AI Optimization Logic
This section describes the optimization logic used to compare the current well operating point against the reservoir inflow, tubing outflow, and pump performance curves. The goal is to identify a practical operating point that keeps production close to the required rate while improving pump efficiency and reducing power consumption.
The workflow below covers the simple case where the produced fluid is treated as oil or water only, without mixed-flow modeling.
Workflow Summary
- Build the reservoir inflow curve from
PI,SBHP, and a sweptFBHP. - Build the tubing outflow curve from wellhead pressure, gravity head, and friction loss.

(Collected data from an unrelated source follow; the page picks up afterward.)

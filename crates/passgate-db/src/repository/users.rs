//! User operations

use chrono::Utc;
use sqlx::Row;

use crate::error::DbError;
use crate::models::{NewUser, User};
use crate::repository::Database;

impl Database {
    /// Insert a new user
    ///
    /// Usernames are compared case-sensitively. A concurrent insert of the
    /// same username is caught by the UNIQUE constraint.
    pub async fn insert_user(&self, user: NewUser) -> Result<User, DbError> {
        let now = Utc::now();

        let existing = self.get_user_by_username(&user.username).await?;
        if existing.is_some() {
            return Err(DbError::Duplicate(format!("User '{}' already exists", user.username)));
        }

        let result = sqlx::query(
            r#"
            INSERT INTO users (username, email, password_hash, first_name, last_name, is_admin, created_at)
            VALUES (?, ?, ?, ?, ?, ?, ?)
            RETURNING id
            "#,
        )
        .bind(&user.username)
        .bind(&user.email)
        .bind(&user.password_hash)
        .bind(&user.first_name)
        .bind(&user.last_name)
        .bind(i64::from(user.is_admin))
        .bind(now.to_rfc3339())
        .fetch_one(&self.pool)
        .await
        .map_err(|e| match e {
            sqlx::Error::Database(ref db_err) if db_err.is_unique_violation() => {
                DbError::Duplicate(format!("User '{}' already exists", user.username))
            }
            other => DbError::Connection(other),
        })?;

        let id: i64 = result.get("id");

        Ok(User {
            id,
            username: user.username,
            email: user.email,
            password_hash: user.password_hash,
            first_name: user.first_name,
            last_name: user.last_name,
            is_admin: user.is_admin,
            created_at: now,
        })
    }

    /// Get a user by username
    pub async fn get_user_by_username(&self, username: &str) -> Result<Option<User>, DbError> {
        let result = sqlx::query(
            r#"
            SELECT id, username, email, password_hash, first_name, last_name, is_admin, created_at
            FROM users
            WHERE username = ?
            "#,
        )
        .bind(username)
        .fetch_optional(&self.pool)
        .await?;

        result.map(|row| User::try_from(&row).map_err(DbError::from)).transpose()
    }

    /// Check if any users exist
    pub async fn has_users(&self) -> Result<bool, DbError> {
        let result = sqlx::query("SELECT COUNT(*) as count FROM users")
            .fetch_one(&self.pool)
            .await?;
        let count: i64 = result.get("count");
        Ok(count > 0)
    }
}
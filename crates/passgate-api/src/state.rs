//! Application state

use passgate_core::IdentityService;
use std::sync::Arc;

/// Application state shared across handlers
#[derive(Clone)]
pub struct AppState {
    pub identity: Arc<IdentityService>,
}

impl AppState {
    pub fn new(identity: Arc<IdentityService>) -> Self {
        Self { identity }
    }
}
//! Authentication middleware for Axum

use axum::{
    extract::{FromRequestParts, Request, State},
    http::request::Parts,
    middleware::Next,
    response::Response,
};
use std::sync::Arc;
use tracing::debug;

use crate::client::TokenVerifier;
use crate::error::GatewayError;
use crate::header::credential_from_headers;

/// Identity attached to a request after successful verification
#[derive(Debug, Clone, PartialEq, Eq)]
pub struct AuthenticatedIdentity {
    pub subject: String,
    pub is_admin: bool,
}

/// Authentication middleware
///
/// Rejects the request before any handler runs unless exactly one non-empty
/// `Authentication` header is present and the identity service accepts it.
/// Verification failures of any kind fail closed.
pub async fn require_auth(
    State(verifier): State<Arc<dyn TokenVerifier>>,
    mut request: Request,
    next: Next,
) -> Result<Response, GatewayError> {
    let token = credential_from_headers(request.headers())
        .ok_or(GatewayError::Unauthenticated)?
        .to_string();

    let check = verifier.verify(&token).await?;
    if !check.valid {
        debug!("Identity service rejected credential");
        return Err(GatewayError::Unauthenticated);
    }

    let subject = check
        .subject
        .filter(|s| !s.is_empty())
        .ok_or(GatewayError::Unauthenticated)?;

    let identity = AuthenticatedIdentity {
        subject,
        is_admin: check.admin,
    };

    debug!(
        "Authenticated subject: {} (admin: {})",
        identity.subject, identity.is_admin
    );

    request.extensions_mut().insert(identity);

    Ok(next.run(request).await)
}

/// Middleware to require the admin flag
///
/// Must run inside [`require_auth`]. Anything short of an explicit admin
/// verdict is refused.
pub async fn require_admin(request: Request, next: Next) -> Result<Response, GatewayError> {
    let identity = request
        .extensions()
        .get::<AuthenticatedIdentity>()
        .ok_or(GatewayError::Unauthenticated)?;

    if !identity.is_admin {
        debug!("Subject {} is not an admin", identity.subject);
        return Err(GatewayError::Unauthorized);
    }

    Ok(next.run(request).await)
}

impl<S> FromRequestParts<S> for AuthenticatedIdentity
where
    S: Send + Sync,
{
    type Rejection = GatewayError;

    async fn from_request_parts(parts: &mut Parts, _state: &S) -> Result<Self, Self::Rejection> {
        parts
            .extensions
            .get::<AuthenticatedIdentity>()
            .cloned()
            .ok_or(GatewayError::Unauthenticated)
    }
}

/// Extractor for admin identity (required)
pub struct RequireAdmin(pub AuthenticatedIdentity);

impl<S> FromRequestParts<S> for RequireAdmin
where
    S: Send + Sync,
{
    type Rejection = GatewayError;

    async fn from_request_parts(parts: &mut Parts, state: &S) -> Result<Self, Self::Rejection> {
        let identity = AuthenticatedIdentity::from_request_parts(parts, state).await?;

        if !identity.is_admin {
            return Err(GatewayError::Unauthorized);
        }

        Ok(RequireAdmin(identity))
    }
}

#[cfg(test)]
mod tests {
    use super::*;
    use crate::client::CheckResponse;
    use crate::header::AUTHENTICATION_HEADER;
    use async_trait::async_trait;
    use axum::{
        Router,
        body::{Body, to_bytes},
        http::StatusCode,
        middleware,
        routing::{get, post},
    };
    use std::sync::atomic::{AtomicUsize, Ordering};
    use tower::ServiceExt;

    /// Accepts `user-token` and `admin-token`; `down` simulates an outage
    struct StubVerifier {
        calls: AtomicUsize,
    }

    #[async_trait]
    impl TokenVerifier for StubVerifier {
        async fn verify(&self, token: &str) -> Result<CheckResponse, GatewayError> {
            self.calls.fetch_add(1, Ordering::SeqCst);
            match token {
                "user-token" => Ok(CheckResponse {
                    valid: true,
                    subject: Some("alice".to_string()),
                    admin: false,
                }),
                "admin-token" => Ok(CheckResponse {
                    valid: true,
                    subject: Some("root".to_string()),
                    admin: true,
                }),
                "down" => Err(GatewayError::UpstreamUnavailable("connection refused".to_string())),
                _ => Ok(CheckResponse::default()),
            }
        }
    }

    struct Harness {
        app: Router,
        verifier: Arc<StubVerifier>,
        handler_calls: Arc<AtomicUsize>,
    }

    fn harness() -> Harness {
        let verifier = Arc::new(StubVerifier {
            calls: AtomicUsize::new(0),
        });
        let handler_calls = Arc::new(AtomicUsize::new(0));

        let cart_calls = handler_calls.clone();
        let admin_calls = handler_calls.clone();
        let extractor_calls = handler_calls.clone();

        let admin = Router::new()
            .route(
                "/articles",
                post(move || {
                    let calls = admin_calls.clone();
                    async move {
                        calls.fetch_add(1, Ordering::SeqCst);
                        "created"
                    }
                }),
            )
            .route_layer(middleware::from_fn(require_admin));

        let app = Router::new()
            .route(
                "/cart",
                get(move |identity: AuthenticatedIdentity| {
                    let calls = cart_calls.clone();
                    async move {
                        calls.fetch_add(1, Ordering::SeqCst);
                        identity.subject
                    }
                }),
            )
            .route(
                "/categories",
                post(move |RequireAdmin(identity): RequireAdmin| {
                    let calls = extractor_calls.clone();
                    async move {
                        calls.fetch_add(1, Ordering::SeqCst);
                        identity.subject
                    }
                }),
            )
            .merge(admin)
            .route_layer(middleware::from_fn_with_state(
                verifier.clone() as Arc<dyn TokenVerifier>,
                require_auth,
            ));

        Harness {
            app,
            verifier,
            handler_calls,
        }
    }

    fn request(method: &str, uri: &str, tokens: &[&str]) -> Request {
        let mut builder = axum::http::Request::builder().method(method).uri(uri);
        for token in tokens {
            builder = builder.header(AUTHENTICATION_HEADER, *token);
        }
        builder.body(Body::empty()).unwrap()
    }

    async fn body_string(response: Response) -> String {
        let bytes = to_bytes(response.into_body(), usize::MAX).await.unwrap();
        String::from_utf8(bytes.to_vec()).unwrap()
    }

    #[tokio::test]
    async fn test_missing_header_rejected_before_handler() {
        let h = harness();
        let response = h.app.oneshot(request("GET", "/cart", &[])).await.unwrap();

        assert_eq!(response.status(), StatusCode::UNAUTHORIZED);
        assert_eq!(h.handler_calls.load(Ordering::SeqCst), 0);
        assert_eq!(h.verifier.calls.load(Ordering::SeqCst), 0);
    }

    #[tokio::test]
    async fn test_duplicate_header_rejected_before_handler() {
        let h = harness();
        let response = h
            .app
            .oneshot(request("GET", "/cart", &["user-token", "user-token"]))
            .await
            .unwrap();

        assert_eq!(response.status(), StatusCode::UNAUTHORIZED);
        assert_eq!(h.handler_calls.load(Ordering::SeqCst), 0);
        assert_eq!(h.verifier.calls.load(Ordering::SeqCst), 0);
    }

    #[tokio::test]
    async fn test_empty_header_rejected() {
        let h = harness();
        let response = h.app.oneshot(request("GET", "/cart", &[""])).await.unwrap();

        assert_eq!(response.status(), StatusCode::UNAUTHORIZED);
        assert_eq!(h.handler_calls.load(Ordering::SeqCst), 0);
    }

    #[tokio::test]
    async fn test_invalid_token_rejected() {
        let h = harness();
        let response = h
            .app
            .oneshot(request("GET", "/cart", &["forged"]))
            .await
            .unwrap();

        assert_eq!(response.status(), StatusCode::UNAUTHORIZED);
        assert_eq!(h.handler_calls.load(Ordering::SeqCst), 0);
    }

    #[tokio::test]
    async fn test_upstream_outage_fails_closed() {
        let h = harness();
        let response = h.app.oneshot(request("GET", "/cart", &["down"])).await.unwrap();

        assert_eq!(response.status(), StatusCode::UNAUTHORIZED);
        assert_eq!(h.handler_calls.load(Ordering::SeqCst), 0);

        // Same body as any other authentication failure
        let body = body_string(response).await;
        assert!(!body.contains("connection refused"));
    }

    #[tokio::test]
    async fn test_valid_token_attaches_identity() {
        let h = harness();
        let response = h
            .app
            .oneshot(request("GET", "/cart", &["Bearer user-token"]))
            .await
            .unwrap();

        assert_eq!(response.status(), StatusCode::OK);
        assert_eq!(body_string(response).await, "alice");
        assert_eq!(h.handler_calls.load(Ordering::SeqCst), 1);
    }

    #[tokio::test]
    async fn test_admin_route_rejects_non_admin() {
        let h = harness();
        let response = h
            .app
            .oneshot(request("POST", "/articles", &["user-token"]))
            .await
            .unwrap();

        assert_eq!(response.status(), StatusCode::FORBIDDEN);
        assert_eq!(h.handler_calls.load(Ordering::SeqCst), 0);
    }

    #[tokio::test]
    async fn test_admin_route_accepts_admin() {
        let h = harness();
        let response = h
            .app
            .oneshot(request("POST", "/articles", &["admin-token"]))
            .await
            .unwrap();

        assert_eq!(response.status(), StatusCode::OK);
        assert_eq!(h.handler_calls.load(Ordering::SeqCst), 1);
    }

    #[tokio::test]
    async fn test_admin_route_requires_authentication_first() {
        let h = harness();
        let response = h.app.oneshot(request("POST", "/articles", &[])).await.unwrap();

        assert_eq!(response.status(), StatusCode::UNAUTHORIZED);
    }

    #[tokio::test]
    async fn test_require_admin_extractor() {
        let h = harness();
        let response = h
            .app
            .clone()
            .oneshot(request("POST", "/categories", &["user-token"]))
            .await
            .unwrap();
        assert_eq!(response.status(), StatusCode::FORBIDDEN);

        let response = h
            .app
            .oneshot(request("POST", "/categories", &["admin-token"]))
            .await
            .unwrap();
        assert_eq!(response.status(), StatusCode::OK);
        assert_eq!(body_string(response).await, "root");
    }
}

- Subtract inflow pressure from outflow pressure to get the system curve.
- Overlay the system curve on the pump curve.
- Compare the current operating point against BEP and the safe operating window.
- Select the frequency and head requirement that preserve the accepted production target with better efficiency and lower power.
Required Data
The optimizer needs three groups of inputs:
| Input group | Examples |
|---|---|
| Sensor data | Pump intake pressure, pump discharge pressure, and related downhole readings |
| Surface data | Wellhead pressure, operating frequency, and flow rate |
| Well constants | SBHP, FBHP, and PI |
Variable Reference
| Term | Meaning |
|---|---|
PI |
Productivity index |
SBHP |
Static bottomhole pressure |
FBHP |
Flowing bottomhole pressure |
WHP / PTHP |
Wellhead pressure / tubing head pressure |
SG |
Specific gravity of the produced fluid used for the initial fluid-gradient calculation |
GAVG |
Average fluid gradient used in the friction-loss estimate |
HFriction |
Tubing friction-loss factor from API tubing tables or equivalent calculation |
Pi |
Pump intake pressure |
Pd |
Pump discharge pressure |
BEP |
Best efficiency point |
Inflow Curve
The inflow curve estimates the flow rate available from the reservoir.
Use:
Q = PI * (SBHP - FBHP)
Where:
| Term | Meaning |
|---|---|
Q |
Flow rate |
PI |
Productivity index, provided by the end user |
SBHP |
Static bottomhole pressure, provided by the end user |
FBHP |
Flowing bottomhole pressure, swept from 0 to SBHP to plot the curve |
Outflow Curve
The outflow curve estimates the pressure required to lift the fluid to surface.
Use:
Po = PTHP + PGravity + PFriction
Where:
| Term | Meaning |
|---|---|
PTHP |
Tubing head pressure or wellhead pressure. For an initial plot, use a constant average measured value. |
PGravity |
Vertical depth multiplied by fluid gradient. PGravity = vertical depth * (SG * 0.433). |
PFriction |
Friction pressure loss. PFriction = GAVG * HFriction. |
HFriction |
Friction loss from API tubing tables or an equivalent tubing friction calculation. |
Plot the inflow and outflow curves in the same chart. Their intersection is the natural operating point for the well when the ESP contribution is not included.
System Curve
After the inflow and outflow curves are calculated, plot the system curve.
Use:
Psys = Poutflow - Pinflow
The system curve represents the head that the pump must add at each flow rate.
Pump Curve Comparison
Plot the system curve against the pump performance curve to compare the current production point with the pump's best efficiency point.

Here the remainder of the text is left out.